In this photo provided by the Florida Keys News Bureau, contestants in the Conch Shell Blowing Contest toot their “horns,” Saturday, March 4, in Key West, Fla. Organized by the Old Island Restoration Foundation, the event is a Key West tradition that began in 1972. The conch shell is a symbol of the Florida Keys.

A Canadian woman and a pediatric cardiologist from Georgia won the men’s and women’s contests at Key West’s annual Conch Shell Blowing Contest, using different techniques to impress Saturday’s judges.
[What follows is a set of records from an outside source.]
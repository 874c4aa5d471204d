/// PDF output for catalogs
///
/// One title page, then one page per box. Each box page is a four column
/// grid (sample numbers, figures, studies, reference scale) with rows for
/// the box label and interval text, the sample block and top depth, the
/// figure strip, and the bottom depth. Figures are printed at a fixed
/// physical height; the row only shrinks when the text above it leaves no
/// room.
///
/// Text is set in the label font, embedded as a Type0 font.

use lopdf::content::{Content, Operation};
use lopdf::{dictionary, Dictionary, Document, Object, ObjectId, Stream, StringFormat};
use std::collections::HashMap;
use std::io::Write;
use std::sync::Arc;
use tracing::{debug, info};

use super::document::{BoxSection, Catalog};
use super::font::PdfFont;
use crate::error::{CatalogError, CatalogResult};
use crate::render::encode::EncodedImage;
use crate::render::text::LabelFont;
use crate::state::config::PageLayout;

const PT_PER_CM: f32 = 72.0 / 2.54;
/// Relative column widths: sample numbers, figures, studies, reference scale
const COLUMN_WEIGHTS: [f32; 4] = [0.9, 3.5, 4.0, 0.5];
const FIGURE_GAP_CM: f32 = 0.15;
const ROW_PADDING_CM: f32 = 0.2;
const LEADING: f32 = 1.25;
const TITLE_SIZE: f32 = 16.0;

/// Resource name of the text font
const FONT: &str = "F1";

/// Renders a finished catalog into a document format
pub trait DocumentWriter {
    /// File extension of the produced documents
    fn extension(&self) -> &'static str;

    fn write(&self, catalog: &Catalog, out: &mut dyn Write) -> CatalogResult<()>;
}

/// Paginated PDF writer
#[derive(Debug, Clone)]
pub struct PdfWriter {
    page: PageLayout,
    font: LabelFont,
}

impl PdfWriter {
    pub fn new(page: PageLayout, font: LabelFont) -> Self {
        Self { page, font }
    }

    fn width(&self) -> f32 {
        self.page.page_width_cm * PT_PER_CM
    }

    fn height(&self) -> f32 {
        self.page.page_height_cm * PT_PER_CM
    }

    fn margin(&self) -> f32 {
        self.page.margin_cm * PT_PER_CM
    }

    fn leading(&self) -> f32 {
        self.page.font_size_pt * LEADING
    }

    /// Left edge and width of each grid column
    fn columns(&self) -> [(f32, f32); 4] {
        let usable = self.width() - 2.0 * self.margin();
        let total: f32 = COLUMN_WEIGHTS.iter().sum();
        let mut x = self.margin();
        COLUMN_WEIGHTS.map(|weight| {
            let width = usable * weight / total;
            let column = (x, width);
            x += width;
            column
        })
    }

    fn title_page(&self, catalog: &Catalog, font: &mut PdfFont) -> PageContent {
        let mut page = PageContent::new(self.height());
        let x = self.margin();
        let text_width = self.width() - 2.0 * self.margin();
        let mut y = self.margin() + TITLE_SIZE;

        for line in wrap(&catalog.title, text_width, |s| font.width(s, TITLE_SIZE)) {
            page.text(font, TITLE_SIZE, x, y, &line);
            y += TITLE_SIZE * LEADING;
        }

        y += self.leading();
        let size = self.page.font_size_pt;
        let paragraph = catalog.intro.join(" ");
        for line in wrap(&paragraph, text_width, |s| font.width(s, size)) {
            page.text(font, size, x, y, &line);
            y += self.leading();
        }
        page
    }

    fn section_page(
        &self,
        section: &BoxSection,
        images: &mut ImageRegistry,
        font: &mut PdfFont,
        doc: &mut Document,
    ) -> PageContent {
        let mut page = PageContent::new(self.height());
        let size = self.page.font_size_pt;
        let leading = self.leading();
        let padding = ROW_PADDING_CM * PT_PER_CM;
        let cols = self.columns();
        let mut y = self.margin();

        // Row 1: label | interval and recovery lines
        page.text(font, size, cols[0].0, y + size, &section.label);
        for (i, line) in section.interval_lines.iter().enumerate() {
            page.text(font, size, cols[1].0, y + size + i as f32 * leading, line);
        }
        y += section.interval_lines.len().max(1) as f32 * leading + padding;

        // Row 2: sample numbers | top depth | studies
        let empty = Vec::new();
        let (numbers, studies) = section
            .samples
            .as_ref()
            .map_or((&empty, &empty), |block| (&block.numbers, &block.studies));
        page.text(font, size, cols[0].0, y + size, "Sample numbers:");
        for (i, line) in numbers.iter().enumerate() {
            page.text(font, size, cols[0].0, y + size + (i + 1) as f32 * leading, line);
        }
        page.text(font, size, cols[1].0, y + size, &section.top);
        page.text(font, size, cols[2].0, y + size, "Studies:");
        for (i, line) in studies.iter().enumerate() {
            page.text(font, size, cols[2].0, y + size + (i + 1) as f32 * leading, line);
        }
        y += (1 + numbers.len().max(studies.len())) as f32 * leading + padding;

        // Row 3: figures, bottom aligned, reference scale flush right
        let bottom_row = leading + padding;
        let available = self.height() - self.margin() - bottom_row - y;
        let nominal = self.page.figure_height_cm * PT_PER_CM;
        let mut scale = (available / nominal).clamp(0.1, 1.0);

        let gap = FIGURE_GAP_CM * PT_PER_CM;
        let ref_image = &section.reference_scale;
        let ref_width = |s: f32| nominal * s * ref_image.aspect();
        let strip_width = |s: f32| -> f32 {
            section
                .figures
                .iter()
                .map(|f| f.height_cm(&self.page) * PT_PER_CM * s * f.image().aspect() + gap)
                .sum()
        };
        let region = self.width() - self.margin() - cols[1].0;
        let needed = strip_width(scale) + ref_width(scale);
        if needed > region && needed > 0.0 {
            scale *= region / needed;
        }
        if scale < 1.0 {
            debug!("Box {}: figures scaled to {:.0}%", section.box_id, scale * 100.0);
        }

        let row_height = nominal * scale;
        let baseline = y + row_height;
        let mut x = cols[1].0;
        for figure in &section.figures {
            let image = figure.image();
            let height = figure.height_cm(&self.page) * PT_PER_CM * scale;
            let width = height * image.aspect();
            let xobject = match figure.shared() {
                Some(shared) => images.shared(doc, shared),
                None => images.owned(doc, image),
            };
            page.image(xobject, x, baseline, width, height);
            x += width + gap;
        }

        let xobject = images.shared(doc, ref_image);
        let ref_w = ref_width(scale);
        page.image(xobject, self.width() - self.margin() - ref_w, baseline, ref_w, row_height);

        // Row 4: bottom depth
        page.text(font, size, cols[1].0, baseline + padding + size, &section.bottom);
        page
    }
}

impl DocumentWriter for PdfWriter {
    fn extension(&self) -> &'static str {
        "pdf"
    }

    fn write(&self, catalog: &Catalog, out: &mut dyn Write) -> CatalogResult<()> {
        let mut doc = Document::with_version("1.5");
        let pages_id = doc.new_object_id();
        let mut font = PdfFont::new(&mut doc, &self.font);
        let fonts = dictionary! {
            FONT => font.id(),
        };

        let mut images = ImageRegistry::default();
        let mut page_ids: Vec<Object> = Vec::with_capacity(catalog.len() + 1);

        let title = self.title_page(catalog, &mut font);
        page_ids.push(title.finish(&mut doc, pages_id, &fonts)?.into());
        for section in &catalog.sections {
            let page = self.section_page(section, &mut images, &mut font, &mut doc);
            page_ids.push(page.finish(&mut doc, pages_id, &fonts)?.into());
        }
        font.embed(&mut doc);

        let count = page_ids.len() as i64;
        let pages = dictionary! {
            "Type" => "Pages",
            "Kids" => page_ids,
            "Count" => count,
            "MediaBox" => vec![Object::Integer(0), Object::Integer(0), real(self.width()), real(self.height())],
        };
        doc.objects.insert(pages_id, Object::Dictionary(pages));

        let catalog_id = doc.add_object(dictionary! {
            "Type" => "Catalog",
            "Pages" => pages_id,
        });
        let info_id = doc.add_object(dictionary! {
            "Title" => text_string(&catalog.title),
            "Producer" => Object::string_literal(concat!("core-catalog ", env!("CARGO_PKG_VERSION"))),
            "CreationDate" => Object::string_literal(chrono::Local::now().format("D:%Y%m%d%H%M%S").to_string()),
        });
        doc.trailer.set("Root", catalog_id);
        doc.trailer.set("Info", info_id);
        doc.compress();

        let mut bytes = Vec::new();
        doc.save_to(&mut bytes).map_err(CatalogError::DocumentWrite)?;
        out.write_all(&bytes).map_err(CatalogError::DocumentWrite)?;

        info!("📄 PDF written: {} pages, {} images, {} KB", count, images.len(), bytes.len() / 1024);
        Ok(())
    }
}

/// PDF text string in UTF-16BE with a byte order mark
fn text_string(text: &str) -> Object {
    let mut bytes = vec![0xFE, 0xFF];
    for unit in text.encode_utf16() {
        bytes.extend_from_slice(&unit.to_be_bytes());
    }
    Object::String(bytes, StringFormat::Hexadecimal)
}

/// An embedded image: resource name and object id
type XObject = (u32, ObjectId);

/// Embedded image XObjects of a document. Shared assets are embedded once.
#[derive(Default)]
struct ImageRegistry {
    count: u32,
    shared: HashMap<usize, XObject>,
}

impl ImageRegistry {
    fn len(&self) -> usize {
        self.count as usize
    }

    fn owned(&mut self, doc: &mut Document, image: &EncodedImage) -> XObject {
        self.count += 1;
        (self.count, doc.add_object(image_stream(image)))
    }

    fn shared(&mut self, doc: &mut Document, image: &Arc<EncodedImage>) -> XObject {
        let key = Arc::as_ptr(image) as usize;
        if let Some(xobject) = self.shared.get(&key) {
            return *xobject;
        }
        let xobject = self.owned(doc, image);
        self.shared.insert(key, xobject);
        xobject
    }
}

fn xobject_name(number: u32) -> String {
    format!("Im{}", number)
}

fn real(value: f32) -> Object {
    Object::Real(value.into())
}

fn image_stream(image: &EncodedImage) -> Stream {
    Stream::new(
        dictionary! {
            "Type" => "XObject",
            "Subtype" => "Image",
            "Width" => image.width as i64,
            "Height" => image.height as i64,
            "ColorSpace" => "DeviceRGB",
            "BitsPerComponent" => 8i64,
            "Filter" => "DCTDecode",
        },
        image.bytes.clone(),
    )
    .with_compression(false)
}

/// Content operations of one page, positioned from the top-left corner
struct PageContent {
    page_height: f32,
    operations: Vec<Operation>,
    images: Vec<XObject>,
}

impl PageContent {
    fn new(page_height: f32) -> Self {
        Self {
            page_height,
            operations: Vec::new(),
            images: Vec::new(),
        }
    }

    /// Draw one line of text with its baseline `baseline` points below the top
    fn text(&mut self, font: &mut PdfFont, size: f32, x: f32, baseline: f32, text: &str) {
        self.operations.extend([
            Operation::new("BT", vec![]),
            Operation::new("Tf", vec![FONT.into(), real(size)]),
            Operation::new("Td", vec![real(x), real(self.page_height - baseline)]),
            Operation::new("Tj", vec![font.encode(text)]),
            Operation::new("ET", vec![]),
        ]);
    }

    /// Place an image with its bottom edge `bottom` points below the top
    fn image(&mut self, xobject: XObject, x: f32, bottom: f32, width: f32, height: f32) {
        self.operations.extend([
            Operation::new("q", vec![]),
            Operation::new(
                "cm",
                vec![
                    real(width),
                    Object::Integer(0),
                    Object::Integer(0),
                    real(height),
                    real(x),
                    real(self.page_height - bottom),
                ],
            ),
            Operation::new("Do", vec![Object::Name(xobject_name(xobject.0).into_bytes())]),
            Operation::new("Q", vec![]),
        ]);
        if !self.images.contains(&xobject) {
            self.images.push(xobject);
        }
    }

    fn finish(self, doc: &mut Document, pages_id: ObjectId, fonts: &Dictionary) -> CatalogResult<ObjectId> {
        let content = Content {
            operations: self.operations,
        };
        let content_id = doc.add_object(Stream::new(dictionary! {}, content.encode()?));

        let mut xobjects = Dictionary::new();
        for (number, id) in self.images {
            xobjects.set(xobject_name(number), id);
        }

        Ok(doc.add_object(dictionary! {
            "Type" => "Page",
            "Parent" => pages_id,
            "Contents" => content_id,
            "Resources" => dictionary! {
                "Font" => fonts.clone(),
                "XObject" => xobjects,
            },
        }))
    }
}

/// Greedy word wrap to `max_width` as measured by `measure`
fn wrap(text: &str, max_width: f32, measure: impl Fn(&str) -> f32) -> Vec<String> {
    let mut lines = Vec::new();
    let mut line = String::new();
    for word in text.split_whitespace() {
        if line.is_empty() {
            line.push_str(word);
            continue;
        }
        let candidate = format!("{} {}", line, word);
        if measure(&candidate) > max_width {
            lines.push(std::mem::replace(&mut line, word.to_string()));
        } else {
            line = candidate;
        }
    }
    if !line.is_empty() {
        lines.push(line);
    }
    lines
}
Brian Cardis of Macon, Georgia, played the Jimmy Buffett song “Fins” on a a pink-lined conch shell with holes so it can be played like a flute, while Carol Whiteley of Ontario, Canada, blew a long, loud blast with her shell to best other competitors.

Cardis said he began blowing the marine mollusk shell about 10 years ago during a family visit to Key West, adapting techniques he learned playing the trumpet as a child.

“You sort of have to just buzz your lips when you’re blowing into it,” Cardis said. “You have to make a ‘pffft’ noise with your lips in order to generate the sound.”

Whiteley said she plays the shell at her riverside home to celebrate sunsets.

Judges evaluated entrants ranging from children to seniors on the quality, novelty, duration and loudness of sounds they produced.

Other winners included Michael and Georgann Wachter, a couple from Avon Lake, Ohio, who performed a conch-shell-and-vocal duet parodying Elvis Presley’s “Hound Dog” that drew cheers and laughter from spectators.

The conch shell, an enduring symbol of the Florida Keys, has been used as a maritime signaling device in the region for more than two centuries. The island chain is nicknamed the Conch Republic.

The contest was conceived by the Old Island Restoration Foundation in 1972 and took place in the garden of Key West’s Oldest House Museum.